Naturalmente non starò qui a sciorinare bibliografie immense a tema, né a parlare strettamente di quanto può farci bene l’archeologia, ma lasciatemi sottolineare che questi studi compiuti e attenti ci hanno permesso di conoscere i tipi di coltivazione, la dieta dei nostri antenati e soprattutto di custodire il cuore antico della nostra agricoltura nella Lucania Jonica.

– IN CHIUSURA LE SOMME SOMMARIE

Mentre ascoltavo lo streaming con il professor Mancuso, quello sul sentimento degli alberi per intenderci, nella mia mente si è fermato per un attimo un concetto: «l’uomo non è il protagonista nella domesticazione delle piante, perché in questo processo si richiede prima di tutto il consenso delle specie». E a seguire ha echeggiato un’altra frase che alcune mie dilettantistiche letture antropologiche mi avevano raccontato: «Il mondo animale e il mondo vegetale non vengono utilizzati soltanto, perché ci sono, ma perché propongono all’uomo un metodo di pensiero» scrisse Levi-Strauss nel 1979 a proposito del rapporto tra uomo/natura/cultura (il concetto approfondito è spiegato benissimo nel volume già citato Flora della Lucania antica nel testo di Vincenzo Esposito, p. 293 ss., che esorto tutti a leggere).

Io credo che potrei arrivare, in questo modo, salendo gradino dopo gradino, fino alle recenti proposte di silvoterapia, curativa per lo stress e in generale le malattie mentali, o alla terapia giapponese nota come Shinrin-Yoku, ovvero arte del camminare nei boschi, con digressioni verso la talassoterapia e l’elioterapia antiche e sempre in voga.

Potrei arrivarci anche parlando dell’attuale pandemia che, giorno dopo giorno, scopriamo maggiormente gravata da polmoni stressati dallo smog (acuito dall’assenza di verde in città) o dalla carenza della vitamina D (che si sa è fissata dal sole stando all’aria aperta). Oppure potrei arrivarci, preferibilmente, parlando di legami con gli alberi in quanto esseri viventi.

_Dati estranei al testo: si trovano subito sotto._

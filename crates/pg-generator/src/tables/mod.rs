//! The static data every generator draws from.
//!
//! [`Tables::builtin`] is the default data set. A JSON file may replace any
//! subset of it: fields present in the file override the built-in ones,
//! missing fields keep their defaults. Everything is validated before a
//! generator accepts it.

pub mod builtin;

use std::path::Path;

use serde::{Deserialize, Serialize};

use pg_core::{Ability, Background, ClassType, OriginFeat};
use pg_mechanics::WeightedTable;

use crate::class::ClassCatalog;
use crate::error::{GenError, GenResult};
use crate::names::{Culture, VowelNameTable};
use crate::stats::{PrimaryMapping, StatRules};

/// All generator data.
#[derive(Debug, Clone, PartialEq, Serialize)]
pub struct Tables {
    /// Relative frequency of each primary ability.
    pub ability_weights: WeightedTable<Ability>,
    /// Relative frequency of each species.
    pub species_weights: WeightedTable<String>,
    /// Relative frequency of each level.
    pub level_weights: WeightedTable<u32>,
    /// Class-type frequencies for mental primaries.
    pub class_type_weights: WeightedTable<ClassType>,
    /// Fixed secondary and dump ability per primary.
    pub primary_mapping: PrimaryMapping,
    /// Class and subclass names per (type, ability).
    pub classes: ClassCatalog,
    /// Background catalog.
    pub backgrounds: Vec<Background>,
    /// Positive traits.
    pub virtues: Vec<String>,
    /// Negative traits.
    pub vices: Vec<String>,
    /// Origin feat catalog.
    pub feats: Vec<OriginFeat>,
    /// Cultural name generators.
    pub cultures: Vec<Culture>,
    /// Names keyed by initial vowel.
    pub vowel_names: VowelNameTable,
    /// Non-player stat rules.
    pub baseline_stats: StatRules,
    /// Player stat rules.
    pub player_stats: StatRules,
}

/// A tables file: any field may be omitted.
#[derive(Debug, Default, Deserialize)]
#[serde(deny_unknown_fields)]
struct TablesFile {
    ability_weights: Option<WeightedTable<Ability>>,
    species_weights: Option<WeightedTable<String>>,
    level_weights: Option<WeightedTable<u32>>,
    class_type_weights: Option<WeightedTable<ClassType>>,
    primary_mapping: Option<PrimaryMapping>,
    classes: Option<ClassCatalog>,
    backgrounds: Option<Vec<Background>>,
    virtues: Option<Vec<String>>,
    vices: Option<Vec<String>>,
    feats: Option<Vec<OriginFeat>>,
    cultures: Option<Vec<Culture>>,
    vowel_names: Option<VowelNameTable>,
    baseline_stats: Option<StatRules>,
    player_stats: Option<StatRules>,
}

impl Tables {
    /// The built-in data set.
    pub fn builtin() -> GenResult<Self> {
        builtin::tables()
    }

    /// Parse a tables file and lay it over the built-in data.
    pub fn from_json_str(json: &str) -> GenResult<Self> {
        let file: TablesFile = serde_json::from_str(json)?;
        let mut tables = Self::builtin()?;
        tables.apply(file);
        tables.validate()?;
        Ok(tables)
    }

    /// Read a tables file and lay it over the built-in data.
    pub fn from_path(path: &Path) -> GenResult<Self> {
        let text = std::fs::read_to_string(path)?;
        Self::from_json_str(&text)
    }

    fn apply(&mut self, file: TablesFile) {
        fn set<T>(slot: &mut T, value: Option<T>) {
            if let Some(v) = value {
                *slot = v;
            }
        }
        set(&mut self.ability_weights, file.ability_weights);
        set(&mut self.species_weights, file.species_weights);
        set(&mut self.level_weights, file.level_weights);
        set(&mut self.class_type_weights, file.class_type_weights);
        set(&mut self.primary_mapping, file.primary_mapping);
        set(&mut self.classes, file.classes);
        set(&mut self.backgrounds, file.backgrounds);
        set(&mut self.virtues, file.virtues);
        set(&mut self.vices, file.vices);
        set(&mut self.feats, file.feats);
        set(&mut self.cultures, file.cultures);
        set(&mut self.vowel_names, file.vowel_names);
        set(&mut self.baseline_stats, file.baseline_stats);
        set(&mut self.player_stats, file.player_stats);
    }

    /// Check the invariants generation relies on.
    ///
    /// Weighted tables are already non-empty with positive weights by
    /// construction. Virtues and vices must not share a name. The feat catalog and culture list may be empty: a
    /// character then gets no feats, and parties use vowel names only.
    pub fn validate(&self) -> GenResult<()> {
        self.primary_mapping.validate()?;
        if self.backgrounds.is_empty() {
            return Err(GenError::EmptyTable("backgrounds"));
        }
        if self.virtues.is_empty() {
            return Err(GenError::EmptyTable("virtues"));
        }
        if self.vices.is_empty() {
            return Err(GenError::EmptyTable("vices"));
        }
        if let Some(shared) = self.virtues.iter().find(|v| self.vices.contains(v)) {
            return Err(GenError::AmbiguousTrait(shared.clone()));
        }
        for culture in &self.cultures {
            culture.validate()?;
        }
        self.vowel_names.validate()?;
        self.baseline_stats.validate("baseline")?;
        self.player_stats.validate("player")?;
        Ok(())
    }

    /// Look up a culture by name, ignoring case.
    pub fn culture(&self, name: &str) -> Option<&Culture> {
        self.cultures
            .iter()
            .find(|c| c.name.eq_ignore_ascii_case(name.trim()))
    }
}

#[cfg(test)]
mod tests {
    use super::*;
    use std::io::Write;

    #[test]
    fn builtin_tables_validate() {
        let t = Tables::builtin().unwrap();
        assert!(t.validate().is_ok());
        assert_eq!(t.cultures.len(), 5);
        assert!((t.ability_weights.total_weight() - 100.0).abs() < 1e-9);
    }

    #[test]
    fn partial_file_overrides_only_named_fields() {
        let json = r#"{
            "species_weights": [{"value": "Goblin", "weight": 1.0}],
            "virtues": ["Stubborn"]
        }"#;
        let t = Tables::from_json_str(json).unwrap();
        assert_eq!(t.species_weights.len(), 1);
        assert_eq!(t.virtues, vec!["Stubborn".to_string()]);
        let builtin = Tables::builtin().unwrap();
        assert_eq!(t.vices, builtin.vices);
        assert_eq!(t.backgrounds, builtin.backgrounds);
    }

    #[test]
    fn invalid_overrides_are_rejected() {
        assert!(matches!(
            Tables::from_json_str(r#"{"vices": []}"#),
            Err(GenError::EmptyTable("vices"))
        ));
        assert!(matches!(
            Tables::from_json_str(r#"{"level_weights": []}"#),
            Err(GenError::Json(_))
        ));
        assert!(matches!(
            Tables::from_json_str(r#"{"level_weights": [{"value": 1, "weight": 0}]}"#),
            Err(GenError::Json(_))
        ));
        assert!(matches!(
            Tables::from_json_str(r#"{"primary_mapping": {}}"#),
            Err(GenError::InvalidMapping(_))
        ));
        assert!(matches!(
            Tables::from_json_str(r#"{"unknown_table": 1}"#),
            Err(GenError::Json(_))
        ));
    }

    #[test]
    fn trait_pools_must_be_disjoint() {
        let err = Tables::from_json_str(r#"{"virtues": ["Proud"], "vices": ["Proud"]}"#)
            .unwrap_err();
        assert!(matches!(&err, GenError::AmbiguousTrait(name) if name == "Proud"));

        let mut t = Tables::builtin().unwrap();
        let shared = t.vices[0].clone();
        t.virtues.push(shared);
        assert!(matches!(t.validate(), Err(GenError::AmbiguousTrait(_))));
    }

    #[test]
    fn full_dump_reloads_identically() {
        let t = Tables::builtin().unwrap();
        let json = serde_json::to_string_pretty(&t).unwrap();
        let back = Tables::from_json_str(&json).unwrap();
        assert_eq!(back, t);
    }

    #[test]
    fn from_path_reads_file() {
        let mut file = tempfile::NamedTempFile::new().unwrap();
        write!(file, r#"{{"level_weights": [{{"value": 7, "weight": 1}}]}}"#).unwrap();
        let t = Tables::from_path(file.path()).unwrap();
        assert_eq!(t.level_weights.values().copied().collect::<Vec<_>>(), vec![7]);

        let missing = file.path().with_extension("missing");
        assert!(matches!(Tables::from_path(&missing), Err(GenError::Io(_))));
    }

    #[test]
    fn culture_lookup_ignores_case() {
        let t = Tables::builtin().unwrap();
        assert_eq!(t.culture("q'haran").map(|c| c.name.as_str()), Some("Q'haran"));
        assert!(t.culture("Atlantean").is_none());
    }
}
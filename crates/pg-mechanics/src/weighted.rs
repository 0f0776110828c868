//! Weighted and uniform selection.
//!
//! A [`WeightedTable`] is validated once at construction (non-empty, every
//! weight positive and finite) so that drawing from it never fails.

use rand::Rng;
use serde::{Deserialize, Serialize};

use crate::error::{MechError, MechResult};

/// One `(value, weight)` row of a weighted table.
#[derive(Debug, Clone, PartialEq, Serialize, Deserialize)]
pub struct WeightedEntry<T> {
    /// The value returned when this entry is drawn.
    pub value: T,
    /// Relative weight; always greater than zero.
    pub weight: f64,
}

/// An ordered, non-empty table of weighted values.
#[derive(Debug, Clone, PartialEq, Serialize, Deserialize)]
#[serde(try_from = "Vec<WeightedEntry<T>>", into = "Vec<WeightedEntry<T>>")]
#[serde(bound(
    serialize = "T: Clone + Serialize",
    deserialize = "T: Deserialize<'de>"
))]
pub struct WeightedTable<T> {
    entries: Vec<WeightedEntry<T>>,
    total: f64,
}

impl<T> WeightedTable<T> {
    /// Build a table from `(value, weight)` pairs.
    pub fn new(pairs: impl IntoIterator<Item = (T, f64)>) -> MechResult<Self> {
        let entries = pairs
            .into_iter()
            .map(|(value, weight)| WeightedEntry { value, weight })
            .collect();
        Self::from_entries(entries)
    }

    /// Build a table from already-constructed entries.
    pub fn from_entries(entries: Vec<WeightedEntry<T>>) -> MechResult<Self> {
        if entries.is_empty() {
            return Err(MechError::EmptyTable);
        }
        for (index, entry) in entries.iter().enumerate() {
            if !(entry.weight.is_finite() && entry.weight > 0.0) {
                return Err(MechError::InvalidWeight {
                    index,
                    weight: entry.weight,
                });
            }
        }
        let total: f64 = entries.iter().map(|e| e.weight).sum();
        if !total.is_finite() {
            return Err(MechError::NonFiniteTotal);
        }
        Ok(Self { entries, total })
    }

    /// Sum of all weights.
    pub fn total_weight(&self) -> f64 {
        self.total
    }

    /// The entries in table order.
    pub fn entries(&self) -> &[WeightedEntry<T>] {
        &self.entries
    }

    /// Number of entries. Never zero.
    pub fn len(&self) -> usize {
        self.entries.len()
    }

    /// Always false; kept for API symmetry with slices.
    pub fn is_empty(&self) -> bool {
        self.entries.is_empty()
    }

    /// Iterate over the values in table order.
    pub fn values(&self) -> impl Iterator<Item = &T> {
        self.entries.iter().map(|e| &e.value)
    }

    /// Draw a value with probability proportional to its weight.
    ///
    /// A uniform `r` in `[0, total)` selects the first entry whose cumulative
    /// weight exceeds it. If rounding drift walks past the end, the last entry
    /// is returned.
    pub fn choose<R: Rng + ?Sized>(&self, rng: &mut R) -> &T {
        let r = rng.random_range(0.0..self.total);
        let mut cumulative = 0.0;
        for entry in &self.entries {
            cumulative += entry.weight;
            if cumulative > r {
                return &entry.value;
            }
        }
        &self.entries[self.entries.len() - 1].value
    }
}

impl<T> TryFrom<Vec<WeightedEntry<T>>> for WeightedTable<T> {
    type Error = MechError;

    fn try_from(entries: Vec<WeightedEntry<T>>) -> MechResult<Self> {
        Self::from_entries(entries)
    }
}

impl<T> From<WeightedTable<T>> for Vec<WeightedEntry<T>> {
    fn from(table: WeightedTable<T>) -> Self {
        table.entries
    }
}

/// Pick a uniformly random element from a slice, or `None` if it is empty.
pub fn choose_uniform<'a, T, R: Rng + ?Sized>(rng: &mut R, items: &'a [T]) -> Option<&'a T> {
    if items.is_empty() {
        None
    } else {
        Some(&items[rng.random_range(0..items.len())])
    }
}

E mi piacerebbe farlo moltissimo ribadendo il concetto iniziale del prof. Mancuso: le piante preesistono a uomini e animali e stiamone certi ci saranno anche dopo, perché a livello di strategie evolutive, non hanno rivali. Saremo distrutti dal nostro essere individui, poiché l’individualismo esasperato della nostra società porta a distruggere beni comuni ed è antitetico rispetto alla cooperazione e alla democrazia verde.

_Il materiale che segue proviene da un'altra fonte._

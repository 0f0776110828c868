//! Built-in tables.

use pg_core::Ability::{self, Charisma, Constitution, Dexterity, Intelligence, Strength, Wisdom};
use pg_core::{Background, ClassType, OriginFeat};
use pg_mechanics::WeightedTable;

use super::Tables;
use crate::class::{ClassCatalog, ClassEntry};
use crate::error::GenResult;
use crate::names;
use crate::stats::{PrimaryMapping, StatRules};

/// Assemble the default data set.
pub fn tables() -> GenResult<Tables> {
    Ok(Tables {
        ability_weights: WeightedTable::new([
            (Strength, 24.0),
            (Dexterity, 20.0),
            (Constitution, 18.0),
            (Intelligence, 15.0),
            (Wisdom, 13.0),
            (Charisma, 10.0),
        ])?,
        species_weights: WeightedTable::new(
            [
                ("Human", 35.0),
                ("Elf", 20.0),
                ("Dwarf", 15.0),
                ("Halfling", 12.0),
                ("Orc", 8.0),
                ("Tiefling", 10.0),
            ]
            .map(|(s, w)| (s.to_string(), w)),
        )?,
        level_weights: WeightedTable::new([(1, 40.0), (2, 25.0), (3, 15.0), (4, 10.0), (5, 10.0)])?,
        class_type_weights: WeightedTable::new([
            (ClassType::Blunt, 50.0),
            (ClassType::Caster, 30.0),
            (ClassType::Semicaster, 20.0),
        ])?,
        primary_mapping: PrimaryMapping::new([
            (Strength, Wisdom, Intelligence),
            (Dexterity, Charisma, Wisdom),
            (Constitution, Dexterity, Wisdom),
            (Intelligence, Wisdom, Strength),
            (Wisdom, Constitution, Dexterity),
            (Charisma, Intelligence, Constitution),
        ]),
        classes: classes(),
        backgrounds: backgrounds(),
        virtues: strings(&[
            "Honest", "Brave", "Loyal", "Kind", "Wise", "Patient", "Generous", "Humble",
        ]),
        vices: strings(&[
            "Greedy",
            "Cowardly",
            "Cruel",
            "Arrogant",
            "Lazy",
            "Deceitful",
            "Envious",
            "Wrathful",
        ]),
        feats: feats(),
        cultures: names::builtin::cultures(),
        vowel_names: names::builtin::vowel_names(),
        baseline_stats: StatRules::baseline(),
        player_stats: StatRules::player_grade(),
    })
}

fn strings(items: &[&str]) -> Vec<String> {
    items.iter().map(|s| (*s).to_string()).collect()
}

fn classes() -> ClassCatalog {
    use ClassType::{Blunt, Caster, Semicaster};
    ClassCatalog::new(vec![
        ClassEntry::new(
            Blunt,
            Strength,
            &["Fighter", "Barbarian"],
            &["Champion", "Battle Master", "Berserker", "Zealot"],
        ),
        ClassEntry::new(
            Blunt,
            Dexterity,
            &["Rogue", "Monk", "Fighter"],
            &["Thief", "Assassin", "Warrior of Shadow", "Swashbuckler"],
        ),
        ClassEntry::new(
            Blunt,
            Constitution,
            &["Barbarian", "Fighter"],
            &["Wild Heart", "World Tree", "Champion", "Banneret"],
        ),
        ClassEntry::new(
            Blunt,
            Intelligence,
            &["Fighter", "Rogue"],
            &["Battle Master", "Mastermind", "Inquisitive", "Psi Warrior"],
        ),
        ClassEntry::new(
            Blunt,
            Wisdom,
            &["Monk", "Fighter"],
            &["Warrior of the Open Hand", "Warrior of Mercy", "Samurai", "Champion"],
        ),
        ClassEntry::new(
            Blunt,
            Charisma,
            &["Rogue", "Fighter"],
            &["Swashbuckler", "Banneret", "Soulknife", "Battle Master"],
        ),
        ClassEntry::new(
            Caster,
            Intelligence,
            &["Wizard"],
            &["Evoker", "Abjurer", "Diviner", "Illusionist"],
        ),
        ClassEntry::new(
            Caster,
            Wisdom,
            &["Cleric", "Druid"],
            &["Life Domain", "Light Domain", "Circle of the Moon", "Circle of the Land"],
        ),
        ClassEntry::new(
            Caster,
            Charisma,
            &["Sorcerer", "Warlock", "Bard"],
            &["Draconic Sorcery", "Fiend Patron", "College of Lore", "Wild Magic"],
        ),
        ClassEntry::new(
            Semicaster,
            Intelligence,
            &["Fighter", "Rogue", "Artificer"],
            &["Eldritch Knight", "Arcane Trickster", "Battle Smith"],
        ),
        ClassEntry::new(
            Semicaster,
            Wisdom,
            &["Ranger"],
            &["Hunter", "Gloom Stalker", "Beast Master"],
        ),
        ClassEntry::new(
            Semicaster,
            Charisma,
            &["Paladin"],
            &["Oath of Devotion", "Oath of Vengeance", "Oath of Glory"],
        ),
    ])
}

fn backgrounds() -> Vec<Background> {
    let rows: [(&str, Ability, Ability); 17] = [
        ("Acolyte", Wisdom, Charisma),
        ("Criminal", Dexterity, Charisma),
        ("Folk Hero", Strength, Constitution),
        ("Noble", Charisma, Wisdom),
        ("Scholar", Intelligence, Wisdom),
        ("Soldier", Strength, Constitution),
        ("Artisan", Intelligence, Dexterity),
        ("Charlatan", Charisma, Dexterity),
        ("Entertainer", Charisma, Dexterity),
        ("Farmer", Constitution, Wisdom),
        ("Guard", Strength, Wisdom),
        ("Guide", Wisdom, Dexterity),
        ("Hermit", Wisdom, Constitution),
        ("Merchant", Charisma, Intelligence),
        ("Sailor", Dexterity, Strength),
        ("Scribe", Intelligence, Dexterity),
        ("Wayfarer", Dexterity, Wisdom),
    ];
    rows.into_iter()
        .map(|(name, primary, tertiary)| Background::new(name, primary, tertiary))
        .collect()
}

fn feats() -> Vec<OriginFeat> {
    [
        ("Lucky", Charisma),
        ("Tough", Constitution),
        ("Alert", Dexterity),
        ("Skilled", Intelligence),
        ("Healer", Wisdom),
        ("Savage Attacker", Strength),
        ("Magic Initiate", Intelligence),
        ("Crafter", Dexterity),
        ("Musician", Charisma),
        ("Tavern Brawler", Strength),
    ]
    .into_iter()
    .map(|(name, ability)| OriginFeat::new(name, ability))
    .collect()
}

Così immagino a corollario del suo pensiero, ancora fortemente in discussione ma sano nel suo principio primo, il nostro pino loricato del Pollino, emblema mirabile di adattabilità e resilienza, capacità caparbia di sopravvivere, longevità, quantunque geneticamente fossile.

Mi piacerebbe moltissimo poterlo fare, solo che poi leggo sul giornale che a Montegiordano (CS), in piena epidemia, con somma urgenza vengono tagliati 115 pini allineati sul lungomare e capisco che per saper parlare al plurale a protezione della specie, essere resilienti e in mutuo soccorso spontaneo occorre un’intelligenza pronta. Quella che non è affatto scontata per gli esseri umani, come invece lo è per le piante (1)

(1) Inserisco per somma cortesia anche il link della risposta del sindaco di Montegiordano che dichiara che i 78 pini abbattuti, di appena 60 anni, “saranno sostituiti” da 140 nuovo alberi… La storia perpetua di tutto sostituibile con tutto.

P.S. In questo articolo le parole straniere, pur correntemente utilizzate nel linguaggio parlato, sono scritte volutamente in corsivo. Perché correttamente così si fa, finché da neologismi entrano, in modo ufficiale, nel vocabolario. E ciò avviene quando non sono sostituibili con le esistenti oppure dopo un lunghissimo lasso di tempo. Per quel che riguarda me, il corsivo finisce quando smetto di controllare maniacalmente come si scrivono ogni volta che pubblico uno scritto e finché si deve spiegare in calce che cosa significa il termine sia a chi non lo usa che a chi lo usa…

Flash mob: adunanza estemporanea (ormai predisposta)

Meme, che ha addirittura radice greca!: imitazione di stile, mutuata dalla genetica dove ha significato di replicabilità. Nell’intesa digitale è un contenuto virale.

Fake: molto banalmente falso da cui fake news, notizie false, oppure con uno slancio di gergo (che sarebbe lo slang ommioddio) bufale.